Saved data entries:
'''

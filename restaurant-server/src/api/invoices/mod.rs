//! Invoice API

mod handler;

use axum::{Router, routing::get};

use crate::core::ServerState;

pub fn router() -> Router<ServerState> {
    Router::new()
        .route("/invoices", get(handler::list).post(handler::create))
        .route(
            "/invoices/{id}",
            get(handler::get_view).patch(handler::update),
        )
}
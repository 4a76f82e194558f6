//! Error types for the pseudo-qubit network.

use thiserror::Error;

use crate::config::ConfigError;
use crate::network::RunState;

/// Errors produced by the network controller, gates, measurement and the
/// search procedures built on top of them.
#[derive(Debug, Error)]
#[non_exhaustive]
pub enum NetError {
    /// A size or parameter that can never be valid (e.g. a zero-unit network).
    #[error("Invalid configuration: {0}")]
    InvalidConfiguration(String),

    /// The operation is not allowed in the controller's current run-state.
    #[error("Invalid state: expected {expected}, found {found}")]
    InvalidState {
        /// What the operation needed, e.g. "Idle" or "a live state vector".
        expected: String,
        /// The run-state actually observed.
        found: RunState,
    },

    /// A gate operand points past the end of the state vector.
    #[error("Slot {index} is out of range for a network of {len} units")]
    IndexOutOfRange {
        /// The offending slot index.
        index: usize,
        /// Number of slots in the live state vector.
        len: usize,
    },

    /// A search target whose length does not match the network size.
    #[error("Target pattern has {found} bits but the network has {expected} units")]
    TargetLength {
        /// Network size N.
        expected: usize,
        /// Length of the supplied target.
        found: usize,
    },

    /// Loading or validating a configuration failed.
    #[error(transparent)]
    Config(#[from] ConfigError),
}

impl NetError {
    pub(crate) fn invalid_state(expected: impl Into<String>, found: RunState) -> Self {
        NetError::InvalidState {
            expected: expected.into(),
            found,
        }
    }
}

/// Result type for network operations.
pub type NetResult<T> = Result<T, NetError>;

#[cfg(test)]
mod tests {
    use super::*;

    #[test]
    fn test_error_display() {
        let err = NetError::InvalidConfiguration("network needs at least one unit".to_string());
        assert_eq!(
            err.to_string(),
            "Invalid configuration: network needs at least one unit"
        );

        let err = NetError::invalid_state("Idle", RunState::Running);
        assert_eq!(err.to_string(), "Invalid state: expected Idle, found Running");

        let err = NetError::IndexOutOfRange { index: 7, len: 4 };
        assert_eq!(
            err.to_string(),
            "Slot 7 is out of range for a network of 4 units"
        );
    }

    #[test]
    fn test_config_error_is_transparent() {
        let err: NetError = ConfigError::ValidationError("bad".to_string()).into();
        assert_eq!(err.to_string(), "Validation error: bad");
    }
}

'''

Work request: Give again each line shown above, keeping every word as it is.

Written response:
filename restaurant-server/src/api/invoices/mod.rs
//! Invoice API

mod handler;

use axum::{Router, routing::get};

use crate::core::ServerState;

pub fn router() -> Router<ServerState> {
    Router::new()
        .route("/invoices", get(handler::list).post(handler::create))
        .route(
            "/invoices/{id}",
            get(handler::get_view).patch(handler::update),
        )
}
repository 4a76f82e194558f6
//! Error types for the pseudo-qubit network.

use thiserror::Error;

use crate::config::ConfigError;
use crate::network::RunState;

/// Errors produced by the network controller, gates, measurement and the
/// search procedures built on top of them.
#[derive(Debug, Error)]
#[non_exhaustive]
pub enum NetError {
    /// A size or parameter that can never be valid (e.g. a zero-unit network).
    #[error("Invalid configuration: {0}")]
    InvalidConfiguration(String),

    /// The operation is not allowed in the controller's current run-state.
    #[error("Invalid state: expected {expected}, found {found}")]
    InvalidState {
        /// What the operation needed, e.g. "Idle" or "a live state vector".
        expected: String,
        /// The run-state actually observed.
        found: RunState,
    },

    /// A gate operand points past the end of the state vector.
    #[error("Slot {index} is out of range for a network of {len} units")]
    IndexOutOfRange {
        /// The offending slot index.
        index: usize,
        /// Number of slots in the live state vector.
        len: usize,
    },

    /// A search target whose length does not match the network size.
    #[error("Target pattern has {found} bits but the network has {expected} units")]
    TargetLength {
        /// Network size N.
        expected: usize,
        /// Length of the supplied target.
        found: usize,
    },

    /// Loading or validating a configuration failed.
    #[error(transparent)]
    Config(#[from] ConfigError),
}

impl NetError {
    pub(crate) fn invalid_state(expected: impl Into<String>, found: RunState) -> Self {
        NetError::InvalidState {
            expected: expected.into(),
            found,
        }
    }
}

/// Result type for network operations.
pub type NetResult<T> = Result<T, NetError>;

#[cfg(test)]
mod tests {
    use super::*;

    #[test]
    fn test_error_display() {
        let err = NetError::InvalidConfiguration("network needs at least one unit".to_string());
        assert_eq!(
            err.to_string(),
            "Invalid configuration: network needs at least one unit"
        );

        let err = NetError::invalid_state("Idle", RunState::Running);
        assert_eq!(err.to_string(), "Invalid state: expected Idle, found Running");

        let err = NetError::IndexOutOfRange { index: 7, len: 4 };
        assert_eq!(
            err.to_string(),
            "Slot 7 is out of range for a network of 4 units"
        );
    }

    #[test]
    fn test_config_error_is_transparent() {
        let err: NetError = ConfigError::ValidationError("bad".to_string()).into();
        assert_eq!(err.to_string(), "Validation error: bad");
    }
}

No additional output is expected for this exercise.